Она погладила Есеню по голове и поцеловала в лоб.
- Ты не плачь, воробушек. В этом же ничего страшного нет, что было - того уже не вернешь. Все знают, что дети ущербных нормальными рождаются.
- Значит, мой отец был совсем не такой? - спросил Есеня и повернулся, чтобы видеть ее глаза.
- Не такой, - ответил голос разбойника с другой стороны: под навес зашел Рубец.
Есеня попытался вскочить - пусть он был неправ и уродом называть Рубца не стоило, но злости от этого не убавилось.
- Тихо, - Рубец растянул безгубый рот в подобии улыбки и присел на корточки. - Извини. Я не думал, что ты про Жмура не знаешь. Я бы промолчал. А так - действительно, оскорбление за оскорбление. Все честно. Поэтому я первый пришел. Извини. Если хочешь - ударь меня в отместку.
Есеня проглотил слезы и понял, что ему тоже надо попросить прощения, иначе… это будет уже нечестно. Делать этого вовсе не хотелось, но он выдавил:
- Ты тоже извини. Я не знал, что тебя пытали…
- Никогда не прощу твоему батьке, что он вышел к ним. Я напрасно без лица остался, а мог бы его спасти. А так получилось, что он меня спас. Хочешь, я расскажу тебе, каким был твой отец? По-настоящему?
Есеня кивнул.
На следующее утро Есеня искупался вместе со всеми, и это было бы весело, если бы не оставленный сапогом Рубца огромный кровоподтек, над которым потешались разбойники. Да еще и пол-лица заплыло фиолетовым синяком. Сначала Есеня обижался, а потом подумал, что это и вправду смешно. Ребра ныли и отзывались острой болью на каждый шаг и неловкое движение, но, слушая насмешки со всех сторон, пришлось терпеть и делать вид, что все в порядке.

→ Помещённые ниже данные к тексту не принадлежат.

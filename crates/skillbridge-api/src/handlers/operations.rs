//! Invocation of registered skills.

use axum::Json;
use axum::body::Bytes;
use axum::extract::rejection::QueryRejection;
use axum::extract::{Path, Query, State};
use skillbridge_core::{
    InvocationConfig, OperationVariable, OperationVariableDto, SkillTopicConfig,
    conventional_topics, duration_from_secs,
};
use skillbridge_mqtt::{InvocationRequest, state_update_path};
use std::time::Duration;
use tracing::debug;

use super::{ServerState, TimeoutQuery, parse_variables, query_timeout, render_outputs};
use crate::models::ApiResult;

/// Turn a skill's table entry into an invocation.
///
/// - no entry: conventional topics, synchronous
/// - entry without response topic: one-way
/// - entry with `synchronous = false`: asynchronous with progress updates
/// - otherwise synchronous
pub fn classify(
    asset_id: &str,
    skill_name: &str,
    config: Option<&SkillTopicConfig>,
    invocation: &InvocationConfig,
    variables: Vec<OperationVariable>,
) -> InvocationRequest {
    let Some(config) = config else {
        let (command, response) = conventional_topics(
            asset_id,
            skill_name,
            &invocation.command_marker,
            &invocation.data_marker,
        );
        return InvocationRequest::synchronous(command, response, variables);
    };

    let request = match &config.response_topic {
        None => InvocationRequest::one_way(&config.command_topic, variables),
        Some(response) if !config.synchronous => InvocationRequest::asynchronous(
            &config.command_topic,
            response,
            state_update_path(asset_id, skill_name, config.state_submodel_id.as_deref()),
            variables,
        ),
        Some(response) => {
            InvocationRequest::synchronous(&config.command_topic, response, variables)
        }
    };

    request
        .with_schemas(
            config.input_schema_url.clone(),
            config.output_schema_url.clone(),
        )
        .with_array_override(config.array_mappings_override.clone())
        .with_timeout(config.timeout_secs.map(duration_from_secs))
}

/// `POST /operations/{assetId}/{skillName}`.
pub async fn operation_handler(
    State(state): State<ServerState>,
    Path((asset_id, skill_name)): Path<(String, String)>,
    query: Result<Query<TimeoutQuery>, QueryRejection>,
    body: Bytes,
) -> ApiResult<Json<Vec<OperationVariableDto>>> {
    let timeout: Option<Duration> = query_timeout(query)?;
    let variables = parse_variables(&body)?;

    let config = state.skills.get(&asset_id, &skill_name);
    if config.is_none() {
        debug!(
            "No topic configuration for {}/{}, using conventional topics",
            asset_id, skill_name
        );
    }

    let mut request = classify(
        &asset_id,
        &skill_name,
        config.as_ref(),
        &state.invocation,
        variables,
    );
    if timeout.is_some() {
        request.timeout = timeout;
    }

    let outputs = state.bridge.invoke(request).await?;
    Ok(render_outputs(outputs))
}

После завтрака он собирался, как обещал, пойти за брусникой - работа нетяжелая, не молотом в кузне махать, в самый раз по самочувствию, но, когда он жевал кашу, к нему подошел Полоз и позвал к себе в шалаш.
- Скоро все разойдутся, и я хочу с тобой поговорить.
Есеня дернул плечами: в прошлый раз у Полоза в шалаше ему не понравилось.
- Ну что? - спросил верховод, когда Есеня с недовольным лицом сел на медвежью шкуру. - Как тебе первый день? К мамке уже хочется?
- Не-а, - с усмешкой ответил он.
- Хорошо, - кивнул Полоз, - не обижаешься на нас? Что не вступились за тебя?
Есеня пожал плечами.
- Здесь очень быстро учат, как надо себя вести. Мы живем вместе, все разные, живем семьей. Но мы не кровная родня и любить друг друга не обязаны. Это трудно - жить бок о бок, по многу лет. Поэтому существуют заповеди, я их перечислять не буду - постепенно запомнишь. Я тебе хочу рассказать о последней заповеди вольного человека, она так и называется: последняя заповедь. Все ее помнят, чтобы в решительную минуту внести свой вклад…
- Во что?
- Сейчас. Я начну издалека. Но сначала расскажи мне об Изборе, все, в подробностях. И не говори, где ты спрятал медальон, время еще не настало. Надеюсь, ты никому об этом не рассказывал?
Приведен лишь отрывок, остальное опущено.